Посольская смена, прилетевшая для работы на Лее, покинула «Удачу» в тот же день. Ведь им еще предстояло три недели входить в курс дел и адаптироваться в чужом мире. Эмиль еще раз «поработав водителем», отвез землян «по основному месту пребывания». Вторая группа посланцев, которая должна была сменить людей в Великом Герцогстве, по неволе была вынуждена задержаться на Лее, а именно, пока что обретаться на Алексинской «Удаче».
Возвращаться на свой корабль после «вояжа» в Земное посольство, как показалось Доминике, Эмиль явно не очень то торопился. Во всяком случае, девушка успела выбрать себе каюту (поближе к капитанской), устроиться там, переговорить обо всем с сотоварищами, посетить тренажерный зал и бассейн, насытится трансляцией новостей Леи, а потом и ужином, и еще порядочно «поскучать», гуляя по кораблю, а капитан все не появлялся.
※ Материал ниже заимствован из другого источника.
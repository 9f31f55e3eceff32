//! Core of the rangepick date-range picker.
//!
//! This crate holds everything that isn't drawing:
//! - calendar arithmetic for the month grid (`month`, `grid`)
//! - the two-click range selection (`selection`)
//! - `CalendarRangeModel`, the state a presentation layer renders and feeds
//!   clicks back into
//! - configuration, month names and the clock

pub mod clock;
pub mod config;
pub mod date;
pub mod error;
pub mod grid;
pub mod locale;
pub mod model;
pub mod month;
pub mod selection;

pub use clock::{Clock, FixedClock, SystemClock};
pub use date::CalendarDate;
pub use error::{PickerError, PickerResult};
pub use grid::{DayCell, Grid, GridLayout, GridOptions};
pub use model::CalendarRangeModel;
pub use month::{DisplayedMonth, WeekStart};
pub use selection::Selection;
Но Доминика твердо решила дождаться возвращения Эмиля, с тем чтобы все-таки поговорить с ним лично и желательно без официоза, и, главное, передать записку от Лилианы. В конце концов она притулилась на странном остове, затянутом в темную пленку, который зачем-то стоял прямо в переходнике, и, похоже, даже задремала. Очнулась она от аккуратного прикосновения. Прямо перед ней стоял капитан Алекси (явился все-таки, не прошло и пол ночи!). Флаер, на котором он приехал, был припаркован на «дежурном» месте и по нему уже ползал автопаук, ухаживая за машиной.
– Доброй ночи, Доминика. Уж не меня ли ты тут дожидаешься? Для сна на корабле есть очень удобные кровати. Могу проводить.
И Эмиль улыбнулся, как ей показалось, очень нежно и с искренним участием, совершенно даже без тени насмешки.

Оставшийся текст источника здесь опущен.